## What you are asked to do
Quote exactly the lines spanning from the top of the data below to the line that contains "use std::sync::Arc;", including both.

## Dataset extract
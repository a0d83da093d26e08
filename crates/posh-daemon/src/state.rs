//! Shared runtime state for posh-daemon.
//!
//! Handlers receive `State<Arc<AppState>>` from Axum. The store is the only
//! mutable thing here; everything else is wiring.

use std::sync::Arc;

use posh_gateway::PushGateway;
use posh_payments::PaymentOrchestrator;
use posh_store::Store;

use crate::auth::IdentityProvider;

/// Static build metadata included in the health response.
#[derive(Clone, Debug)]
pub struct BuildInfo {
    pub service: &'static str,
    pub version: &'static str,
}

pub struct AppState {
    pub store: Arc<Store>,
    pub payments: PaymentOrchestrator,
    pub identity: Arc<dyn IdentityProvider>,
    /// Gate for the admin bootstrap route; compared against the request body.
    pub admin_secret: String,
    pub build: BuildInfo,
}

impl AppState {
    pub fn new(
        store: Arc<Store>,
        gateway: Arc<dyn PushGateway>,
        identity: Arc<dyn IdentityProvider>,
        admin_secret: String,
    ) -> Self {
        Self {
            payments: PaymentOrchestrator::new(Arc::clone(&store), gateway),
            store,
            identity,
            admin_secret,
            build: BuildInfo {
                service: "posh-daemon",
                version: env!("CARGO_PKG_VERSION"),
            },
        }
    }
}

## Written solution
repository a0d83da093d26e08
filename crates/posh-daemon/src/state.rs
//! Shared runtime state for posh-daemon.
//!
//! Handlers receive `State<Arc<AppState>>` from Axum. The store is the only
//! mutable thing here; everything else is wiring.

use std::sync::Arc;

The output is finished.